Somewhere in England, during the WWII bombings, a group of children and their teacher, Miss Shaw, get trapped in a cellar. To strip away the young ones’ fears, she reads them a story of Darkness and Light, and of their offspring – seven colors known as Iris Warriors. The book seems to have magical powers, so the brick wall in the candlelit shelter turns into a portal towards the mythical world whose inhabitants – adorned in ‘spiky’ costumes – dance the lovely fairy tale on a diamond-shaped entity floating in space. Paired with on-a-budget, yet attractive visuals, the simple narrative works well in stimulating imagination, even though the viewer can predict the happy ending coming its way. Transcending the tale’s familiarity are the soothing voice of Jessica Brown Findlay perfectly cast as Miss Shaw, and striking combination of angular (some may even say obsolete) CGI with stagey mise-en-scène. Iris Warriors is not a masterpiece, but it’s unorthodox style is what makes it worth a watch.
“You can dance anywhere, even if only in your heart.”
Post Mortem (Péter Bergendy, 2020)
In Péter Bergendy’s horror debut set in a Hungarian village after the WWI, ghosts manifest as shadows who whisper, moan and sigh creepily, lifting the living up in the air when not moving and throwing various objects around. A young post mortem photographer, Tomás (Viktor Klem), joins a 10-yo girl, Anna, whose face appeared to him during his near-death experience, to discover the reason(s) of haunting. Not trying to reinvent the wheel as many of his contemporaries do (only to fail miserably), Bergendy employs some good ol’ scare tactics and they work like a charm that makes all of your bodily hair raise.

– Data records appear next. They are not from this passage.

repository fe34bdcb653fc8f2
use crate::domain::model::{FailureNotification, ForecastUpdate, UpdateOutcome};
use crate::domain::ports::ForecastConsumer;
use crate::utils::error::{ErrorCategory, ErrorSeverity, ForecastError, Result};
use serde::{Deserialize, Serialize};
use std::io::Write;

#[derive(Debug, Clone, Copy, PartialEq, Eq, Default, Serialize, Deserialize)]
#[cfg_attr(feature = "cli", derive(clap::ValueEnum))]
#[serde(rename_all = "lowercase")]
pub enum OutputFormat {
    #[default]
    Text,
    Json,
    Csv,
}

#[derive(Serialize)]
struct CsvRow<'a> {
    location: &'a str,
    generation: u64,
    day_of_week: &'a str,
    min_temperature: &'a str,
    max_temperature: &'a str,
    humidity: &'a str,
    description: &'a str,
    icon: &'a str,
}

enum Sink<W: Write> {
    Plain(W),
    Csv(csv::Writer<W>),
}

/// Prints each update as it is delivered.
pub struct ForecastPrinter<W: Write> {
    format: OutputFormat,
    sink: Sink<W>,
    failures: Vec<FailureNotification>,
    forecasts: usize,
}

pub fn failure_headline(category: ErrorCategory) -> &'static str {
    match category {
        ErrorCategory::Request => "Invalid location",
        ErrorCategory::Network => "Unable to connect to the weather service",
        ErrorCategory::Parse => "Unable to read the weather forecast",
        ErrorCategory::Configuration | ErrorCategory::System => "Internal error",
    }
}

impl<W: Write> ForecastPrinter<W> {
    pub fn new(format: OutputFormat, writer: W) -> Self {
        let sink = match format {
            OutputFormat::Csv => Sink::Csv(csv::Writer::from_writer(writer)),
            OutputFormat::Text | OutputFormat::Json => Sink::Plain(writer),
        };
        Self {
            format,
            sink,
            failures: Vec::new(),
            forecasts: 0,
        }
    }

    pub fn failures(&self) -> &[FailureNotification] {
        &self.failures
    }

    pub fn forecasts(&self) -> usize {
        self.forecasts
    }

    /// Text and JSON output carry failures in the stream itself; CSV rows
    /// only hold forecast days.
    pub fn reports_failures_inline(&self) -> bool {
        self.format != OutputFormat::Csv
    }

    pub fn worst_severity(&self) -> Option<ErrorSeverity> {
        self.failures.iter().map(|f| f.category.severity()).max()
    }

    pub fn finish(self) -> Result<W> {
        match self.sink {
            Sink::Plain(mut writer) => {
                writer.flush()?;
                Ok(writer)
            }
            Sink::Csv(writer) => writer
                .into_inner()
                .map_err(|e| ForecastError::IoError(std::io::Error::other(e.to_string()))),
        }
    }

    fn write_update(&mut self, update: &ForecastUpdate) -> Result<()> {
        match &mut self.sink {
            Sink::Plain(writer) => match self.format {
                OutputFormat::Json => {
                    serde_json::to_writer(&mut *writer, update)?;
                    writeln!(writer)?;
                }
                _ => write_text(writer, update)?,
            },
            Sink::Csv(writer) => {
                // failures have no rows; they are reported on stderr
                if let UpdateOutcome::Ready(forecast) = &update.outcome {
                    for day in forecast.days() {
                        writer.serialize(CsvRow {
                            location: &update.location,
                            generation: update.generation,
                            day_of_week: day.day_of_week(),
                            min_temperature: day.min_temperature(),
                            max_temperature: day.max_temperature(),
                            humidity: day.humidity_percent(),
                            description: day.condition_description(),
                            icon: day.icon_reference(),
                        })?;
                    }
                    writer.flush()?;
                }
            }
        }
        Ok(())
    }
}

fn write_text<W: Write>(writer: &mut W, update: &ForecastUpdate) -> Result<()> {
    match &update.outcome {
        UpdateOutcome::Ready(forecast) => {
            writeln!(writer, "{} (#{})", update.location, update.generation)?;
            for day in forecast.days() {
                writeln!(
                    writer,
                    "  {:<10} {:>6} / {:<6} {:>4}  {}  {}",
                    day.day_of_week(),
                    day.min_temperature(),
                    day.max_temperature(),
                    day.humidity_percent(),
                    day.condition_description(),
                    day.icon_reference()
                )?;
            }
        }
        UpdateOutcome::Failed(failure) => {
            writeln!(
                writer,
                "{} (#{}): {} [{}]",
                update.location,
                update.generation,
                failure_headline(failure.category),
                failure.message
            )?;
        }
    }
    Ok(())
}

impl<W: Write> ForecastConsumer for ForecastPrinter<W> {
    fn on_forecast_ready(&mut self, update: ForecastUpdate) {
        if let Err(e) = self.write_update(&update) {
            tracing::error!("Failed to print update for '{}': {}", update.location, e);
        }
        match update.outcome {
            UpdateOutcome::Ready(_) => self.forecasts += 1,
            UpdateOutcome::Failed(failure) => self.failures.push(failure),
        }
    }
}
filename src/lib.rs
pub mod app;
pub mod config;
pub mod core;
pub mod domain;
pub mod utils;

#[cfg(feature = "cli")]
pub use config::CliConfig;
pub use config::TomlConfig;

pub use core::{
    dispatch::{PresentationContext, ResultDispatcher},
    engine::ForecastEngine,
    fetch::HttpFetcher,
    mapper::{FormatConfig, ForecastMapper},
    request::RequestTemplate,
    service::ForecastService,
};
pub use domain::model::{
    FailureKind, FailureNotification, Forecast, ForecastDay, ForecastUpdate, UpdateOutcome,
};
pub use domain::ports::{ConfigProvider, Fetcher, ForecastConsumer, StalePolicy, Units};
pub use utils::error::{ForecastError, NetworkCause, Result};
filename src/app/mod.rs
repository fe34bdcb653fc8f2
pub mod render;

Assisted by the bleakly picturesque cinematography of withered colors, befittingly chilling score, and skin-crawling sound effects, he establishes a dense, immersive atmosphere which, to a certain point, dissolves in the final chapter of a Hollywood-like VFX trickery threatening to turn the film into a parody of the genre. However, even its most problematic section provides some beautifully poetic moments that manage to anchor over-the-top goings-on to a solid ground.